Killings continued to rise in the Philippines, which was the most deadly country in the world for people defending their land and environment in 2018, with 48 deaths recorded last year.
They include that of the indigenous leader Datu Kaylo Bontolan, who was killed on 7 April 2019 during a military aerial bombardment in Northern Mindanao, which is at the heart of president Rodrigo Duterte’s plans to convert huge areas of land into industrial plantations.
The Manobo leader had opposed commercial logging and mining in his ancestral heartlands and had returned to the mountainous region to document violence against his community.
While Europe remained the least affected continent, two rangers were killed in Romania in 2019 while working to stop illegal logging in some of the continent’s most pristine forests, numbering among the 19 state and park officials killed worldwide.

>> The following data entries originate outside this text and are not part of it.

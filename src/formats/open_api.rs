//! Open API ("oapi") reader and writer.
//!
//! Open API 3 carries plain JSON Schema under `components.schemas`, so both
//! directions delegate to the schema translation in
//! [`json_schema`](crate::formats::json_schema) and only add the document
//! wrapper, the reference prefix and JSON/YAML serialization.

use std::sync::Arc;

use serde_json::{Map, Value};

use crate::error::Error;
use crate::format::Format;
use crate::formats::json_schema::{
    self, definitions_of, document_to_schemas, parse_json_or_yaml, rewrite_refs,
    schemas_to_document, COMPONENTS_REF, DEFINITIONS_REF,
};
use crate::reader::{Conversion, ReadFn, Reader, ShortcutReadFn};
use crate::writer::{ShortcutWriteFn, WriteFn, Writer};

/// On-disk representation of the written document.
#[derive(Debug, Clone, Copy, Default, PartialEq, Eq, clap::ValueEnum)]
pub enum SerializationFormat {
    Json,
    #[default]
    Yaml,
}

/// Options for the Open API writer.
#[derive(Debug, Clone, Default)]
pub struct OpenApiWriterOptions {
    pub format: SerializationFormat,
    /// Title for the `info` object; defaults to the source filename.
    pub title: Option<String>,
    /// Version for the `info` object.
    pub version: Option<String>,
}

pub(crate) fn serialize(value: &Value, format: SerializationFormat) -> Result<String, Error> {
    match format {
        SerializationFormat::Json => Ok(serde_json::to_string_pretty(value)?),
        SerializationFormat::Yaml => Ok(serde_yaml::to_string(value)?),
    }
}

/// The named schemas of an Open API document: `components.schemas`.
pub(crate) fn schemas_of(root: &Value) -> Result<&Map<String, Value>, Error> {
    root.get("components")
        .and_then(|components| components.get("schemas"))
        .and_then(Value::as_object)
        .ok_or_else(|| Error::conversion("Expected a top-level 'components.schemas' object"))
}

/// Wrap named schemas in a minimal Open API 3 document.
pub(crate) fn wrap_schemas(
    schemas: Map<String, Value>,
    title: Option<&str>,
    version: &str,
) -> Value {
    let mut info = Map::new();
    info.insert(
        "title".into(),
        title.unwrap_or("Converted types").into(),
    );
    info.insert("version".into(), version.into());

    let mut components = Map::new();
    components.insert("schemas".into(), Value::Object(schemas));

    let mut root = Map::new();
    root.insert("openapi".into(), "3.0.0".into());
    root.insert("info".into(), Value::Object(info));
    root.insert("paths".into(), Value::Object(Map::new()));
    root.insert("components".into(), Value::Object(components));
    Value::Object(root)
}

pub fn reader() -> Reader {
    let read: ReadFn = Arc::new(|data, opts| {
        let root = parse_json_or_yaml(data, opts.filename.as_deref())?;
        let schemas = schemas_of(&root)?;
        Ok(schemas_to_document(schemas, COMPONENTS_REF, opts))
    });

    // Unwrap into a plain JSON Schema document, keeping the raw schemas.
    let to_json_schema: ShortcutReadFn = Arc::new(|data, opts| {
        let root = parse_json_or_yaml(data, opts.filename.as_deref())?;
        let mut schemas = schemas_of(&root)?.clone();
        for schema in schemas.values_mut() {
            rewrite_refs(schema, COMPONENTS_REF, DEFINITIONS_REF);
        }
        let names: Vec<String> = schemas.keys().cloned().collect();
        let wrapped = json_schema::wrap_definitions(schemas);
        Ok(Conversion::complete(
            serde_json::to_string_pretty(&wrapped)?,
            names,
        ))
    });

    // Self edge: normalize to JSON and report the type names, leaving the
    // document untouched. Required for one-hop routes that terminate here.
    let to_open_api: ShortcutReadFn = Arc::new(|data, opts| {
        let root = parse_json_or_yaml(data, opts.filename.as_deref())?;
        let names: Vec<String> = schemas_of(&root)?.keys().cloned().collect();
        Ok(Conversion::complete(serde_json::to_string_pretty(&root)?, names))
    });

    Reader::new(Format::OpenApi, read)
        .with_shortcut(Format::JsonSchema, to_json_schema)
        .with_shortcut(Format::OpenApi, to_open_api)
}

pub fn writer(options: OpenApiWriterOptions) -> Writer {
    let write_options = options.clone();
    let write: WriteFn = Arc::new(move |doc, opts| {
        let schemas = document_to_schemas(doc, COMPONENTS_REF);
        let names = doc.type_names();
        let title = write_options
            .title
            .as_deref()
            .or(opts.source_filename.as_deref());
        let wrapped = wrap_schemas(
            schemas,
            title,
            write_options.version.as_deref().unwrap_or("1"),
        );
        Ok(Conversion::complete(
            serialize(&wrapped, write_options.format)?,
            names,
        ))
    });

    let identity_options = options.clone();
    // Self edge, mirroring the reader's, re-serialized per the writer options.
    let from_open_api: ShortcutWriteFn = Arc::new(move |data, _wopts, ropts| {
        let root = parse_json_or_yaml(data, ropts.filename.as_deref())?;
        let names: Vec<String> = schemas_of(&root)?.keys().cloned().collect();
        Ok(Conversion::complete(
            serialize(&root, identity_options.format)?,
            names,
        ))
    });

    let shortcut_options = options;
    let from_json_schema: ShortcutWriteFn = Arc::new(move |data, wopts, ropts| {
        let root = parse_json_or_yaml(data, ropts.filename.as_deref())?;
        let mut schemas = definitions_of(&root)?.clone();
        for schema in schemas.values_mut() {
            rewrite_refs(schema, DEFINITIONS_REF, COMPONENTS_REF);
        }
        let names: Vec<String> = schemas.keys().cloned().collect();
        let title = shortcut_options
            .title
            .as_deref()
            .or(wopts.source_filename.as_deref());
        let wrapped = wrap_schemas(
            schemas,
            title,
            shortcut_options.version.as_deref().unwrap_or("1"),
        );
        Ok(Conversion::complete(
            serialize(&wrapped, shortcut_options.format)?,
            names,
        ))
    });

    Writer::new(Format::OpenApi, write)
        .with_shortcut(Format::JsonSchema, from_json_schema)
        .with_shortcut(Format::OpenApi, from_open_api)
}
use std::path::PathBuf;
use std::sync::Arc;
use std::time::Instant;

use clap::Args;

use crate::batch::{batch_convert_glob, BatchConvertOptions, DEFAULT_CONCURRENCY, STDOUT_EXTENSION};
use crate::convert::ConvertOptions;
use crate::document::{strip_annotations, Document};
use crate::format::Format;
use crate::formats::graphql::{self, GraphQlWriterOptions, UnsupportedBehavior};
use crate::formats::open_api::{self, OpenApiWriterOptions, SerializationFormat};
use crate::formats::suretype::{self, SureTypeWriterOptions};
use crate::formats::typescript::{self, TypeScriptWriterOptions};
use crate::formats::{core_types, json_schema};
use crate::graph::FormatGraph;
use crate::reader::Reader;
use crate::writer::Writer;

#[derive(Args, Debug, Clone)]
pub struct ConvertArgs {
    #[arg(
        value_name = "GLOB",
        required = true,
        help = "Glob patterns of files to convert"
    )]
    pub globs: Vec<String>,

    #[arg(long = "from-type", short = 'f', help = "Type system to convert from")]
    pub from_type: Format,

    #[arg(long = "to-type", short = 't', help = "Type system to convert to")]
    pub to_type: Format,

    #[arg(
        long = "output-directory",
        short = 'o',
        help = "Output directory. Defaults to the common root of the input files"
    )]
    pub output_directory: Option<PathBuf>,

    #[arg(
        long = "output-extension",
        short = 'O',
        help = "Output filename extension. Use '-' to write to stdout"
    )]
    pub output_extension: Option<String>,

    #[arg(long, short = 'v', help = "Print a line per converted file")]
    pub verbose: bool,

    #[arg(long, help = "Resolve and report, but write no files")]
    pub dry_run: bool,

    #[arg(long, help = "Skip hidden files and ignore gitignore files")]
    pub no_hidden: bool,

    #[arg(long, help = "Never use shortcut conversions between formats")]
    pub no_shortcut: bool,

    #[arg(long, help = "Skip the simplification pass")]
    pub no_simplify: bool,

    #[arg(long, help = "Merge intersections of objects into plain objects")]
    pub merge_objects: bool,

    #[arg(long, help = "Remove titles, descriptions and defaults from the output")]
    pub strip_annotations: bool,

    #[arg(
        long,
        default_value_t = DEFAULT_CONCURRENCY,
        help = "Maximum number of files converted concurrently"
    )]
    pub concurrency: usize,

    #[arg(
        long,
        value_enum,
        default_value = "yaml",
        help = "Open API serialization format"
    )]
    pub oapi_format: SerializationFormat,

    #[arg(long, help = "Open API document title. Defaults to the source filename")]
    pub oapi_title: Option<String>,

    #[arg(long, help = "Open API document version")]
    pub oapi_version: Option<String>,

    #[arg(long, help = "Emit TypeScript 'declare' declarations")]
    pub ts_declaration: bool,

    #[arg(long, help = "Print 'unknown' instead of 'any' in TypeScript output")]
    pub ts_unknown: bool,

    #[arg(long, help = "Skip the generated-file header in TypeScript output")]
    pub ts_no_descriptive_header: bool,

    #[arg(
        long,
        value_enum,
        default_value = "warn",
        help = "What to do with types GraphQL cannot express"
    )]
    pub gql_unsupported: UnsupportedBehavior,

    #[arg(long, help = "Scalar name to emit for 'null' in GraphQL output")]
    pub gql_null_typename: Option<String>,

    #[arg(long, help = "Skip 'type X = TypeOf<...>' exports in SureType output")]
    pub st_no_export_type: bool,

    #[arg(long, help = "Skip 'ensureX' exports in SureType output")]
    pub st_no_export_ensurer: bool,

    #[arg(long, help = "Skip 'isX' type-guard exports in SureType output")]
    pub st_no_export_type_guard: bool,
}

pub async fn run(args: ConvertArgs) -> i32 {
    match run_inner(args).await {
        Ok(()) => 0,
        Err(err) => {
            eprintln!("{err}");
            1
        }
    }
}

async fn run_inner(args: ConvertArgs) -> Result<(), String> {
    let started = Instant::now();

    let graph = FormatGraph::with_default_formats();
    let reader = Arc::new(make_reader(&args));
    let writer = Arc::new(make_writer(&args));

    let mut convert_options = ConvertOptions::new();
    convert_options.shortcut = !args.no_shortcut;
    convert_options.no_simplify = args.no_simplify;
    convert_options.merge_objects = args.merge_objects;
    if args.strip_annotations {
        convert_options.transform = Some(Arc::new(|mut doc: Document| {
            let types = std::mem::take(&mut doc.types);
            doc.types = types.into_iter().map(strip_annotations).collect();
            doc
        }));
    }

    let batch_options = BatchConvertOptions {
        output_directory: args.output_directory.clone(),
        output_extension: args.output_extension.clone(),
        verbose: args.verbose,
        dry_run: args.dry_run,
        concurrency: args.concurrency,
        hidden: !args.no_hidden,
    };

    let result = batch_convert_glob(
        &graph,
        reader,
        writer,
        convert_options,
        &args.globs,
        &batch_options,
    )
    .await
    .map_err(|err| err.to_string())?;

    // Keep stdout clean for piped output.
    if args.output_extension.as_deref() != Some(STDOUT_EXTENSION) {
        let elapsed = started.elapsed().as_secs_f64();
        println!(
            "Converted {} in {}, in {}",
            console::style(format!("{} types", result.types)).bold(),
            console::style(format!("{} files", result.files)).bold(),
            console::style(format!("{elapsed:.2}s")).dim()
        );
    }

    Ok(())
}

fn make_reader(args: &ConvertArgs) -> Reader {
    match args.from_type {
        Format::Ts => typescript::reader(),
        Format::JsonSchema => json_schema::reader(),
        Format::GraphQl => graphql::reader(),
        Format::OpenApi => open_api::reader(),
        Format::SureType => suretype::reader(),
        Format::CoreTypes => core_types::reader(),
    }
}

fn make_writer(args: &ConvertArgs) -> Writer {
    match args.to_type {
        Format::Ts => typescript::writer(TypeScriptWriterOptions {
            declare: args.ts_declaration,
            use_unknown: args.ts_unknown,
            no_descriptive_header: args.ts_no_descriptive_header,
        }),
        Format::JsonSchema => json_schema::writer(),
        Format::GraphQl => graphql::writer(GraphQlWriterOptions {
            unsupported: args.gql_unsupported,
            null_type_name: args.gql_null_typename.clone(),
        }),
        Format::OpenApi => open_api::writer(OpenApiWriterOptions {
            format: args.oapi_format,
            title: args.oapi_title.clone(),
            version: args.oapi_version.clone(),
        }),
        Format::SureType => suretype::writer(SureTypeWriterOptions {
            export_type: !args.st_no_export_type,
            export_ensurer: !args.st_no_export_ensurer,
            export_type_guard: !args.st_no_export_type_guard,
        }),
        Format::CoreTypes => core_types::writer(),
    }
}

More than two-thirds of the verified killings took place in Latin America in 2019, including 33 in the Amazon region alone. Deaths rose from four in 2018 to 14 in 2019 in Honduras, making the Central American country the most dangerous country in the world per capita for land and environmental defenders, according to the report.
The NGO said limited monitoring capabilities in Africa meant deaths there were thought to be underreported, with seven verified murders of environmental activists in the continent in 2019.
Four defenders have been killed every week since the Paris Agreement was signed in December 2015, according to Global Witness, with many more silenced by the threat of attack, intimidation and sexual violence.